Eamon de Valera kisses the ring of  the Archbishop of Dublin, Edward Joseph Byrne  at the Vice Regal Lodge, Phoenix Park, Dublin, in 1933. Photograph: Keystone/Getty Images

Eamon de Valera kisses the ring of the Archbishop of Dublin, Edward Joseph Byrne at the Vice Regal Lodge, Phoenix Park, Dublin, in 1933. Photograph: Keystone/Getty Images

 

In one of the few self-critical reflections on journalism in mid-twentieth century Ireland, journalist Michael O’Toole observed that up to the 1960s journalists were generally “a docile lot, anxious to please the proprietor, the advertiser, the prelate, the statesman”. The era was, he argued, characterised by “an unhealthy willingness to accept the prepared statement, the prepared speech, and the handout without demanding the opportunity of asking any searching questions by way of follow-up”.

There were many reasons for this. The Censorship of Publications Act had hobbled journalism by curtailing reportage of certain types of court cases; poor pay and employment conditions along with low educational levels among journalists hampered the development of journalism as a viable career; and strict censorship during the second World War, as one journalist put it, “had an effect on both the press and the public for some years after”. As a result, many of the more unpleasant aspects of life in newly independent Ireland were, for many decades, kept out of the public arena.

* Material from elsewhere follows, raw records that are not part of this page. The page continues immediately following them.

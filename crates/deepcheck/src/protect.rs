//! Protected execution scope for panic assertions

use std::any::Any;
use std::fmt;
use std::panic::{catch_unwind, AssertUnwindSafe};

/// Rendering of a payload that is neither `&str` nor `String`
pub const OPAQUE_PAYLOAD: &str = "Box<dyn Any>";

/// What a captured panic carried
#[derive(Debug, Clone, PartialEq, Eq)]
pub struct PanicPayload {
    /// Text of the payload, `None` when it was not a string
    pub message: Option<String>,
}

impl PanicPayload {
    pub fn text(&self) -> &str {
        self.message.as_deref().unwrap_or(OPAQUE_PAYLOAD)
    }
}

impl From<Box<dyn Any + Send>> for PanicPayload {
    fn from(payload: Box<dyn Any + Send>) -> Self {
        let message = match payload.downcast::<String>() {
            Ok(message) => Some(*message),
            Err(payload) => payload.downcast_ref::<&str>().map(|s| s.to_string()),
        };
        Self { message }
    }
}

impl fmt::Display for PanicPayload {
    fn fmt(&self, f: &mut fmt::Formatter<'_>) -> fmt::Result {
        f.write_str(self.text())
    }
}

/// Run `f`, capturing a panic instead of letting it unwind further
pub fn protected<F: FnOnce()>(f: F) -> Result<(), PanicPayload> {
    catch_unwind(AssertUnwindSafe(f)).map_err(PanicPayload::from)
}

It is a tradition in Dublin newspapers not to exploit personal scandals, however juicy the news. You can call that anything you like – Hush-Hush, Cowardice, Prudery, Decency

Writing in 1941 Seán O’Faolain noted that “it is a tradition in Dublin newspapers not to exploit personal scandals, however juicy the news. You can call that anything you like – Hush-Hush, Cowardice, Prudery, Decency . . . Whether the thing is good or bad it is an instructive approach to standards of behaviour in Journalism”.

Independent Newspapers editorial department in 1935. Photograph: NPA/Independent Newspapers Collection
Independent Newspapers editorial department in 1935. Photograph: NPA/Independent Newspapers Collection

Unsurprisingly, given their institutional power, court cases involving Catholic priests were an absolute no-go area for the press. In 1941 a High Court case in which two schoolboys sued one of their teachers, Rev John Kearney, was completely ignored by the Irish press but received sustained coverage in the British press. As reported in the Daily Mirror, the boys alleged that “Fr Kearney had forced them to strip and gave them each twenty lashes with a loaded sporting whip”. The description of the assault left nothing to the imagination: the student was “was told to take off his coat and trousers, and even his shirt was pulled up by Fr Kearney. He was told to get across a chair, and received nearly twenty fierce lashes with the whip. He called for mercy, but none was shown. Then he had to witness the same horrible exhibition of cruelty. Later he was expelled.”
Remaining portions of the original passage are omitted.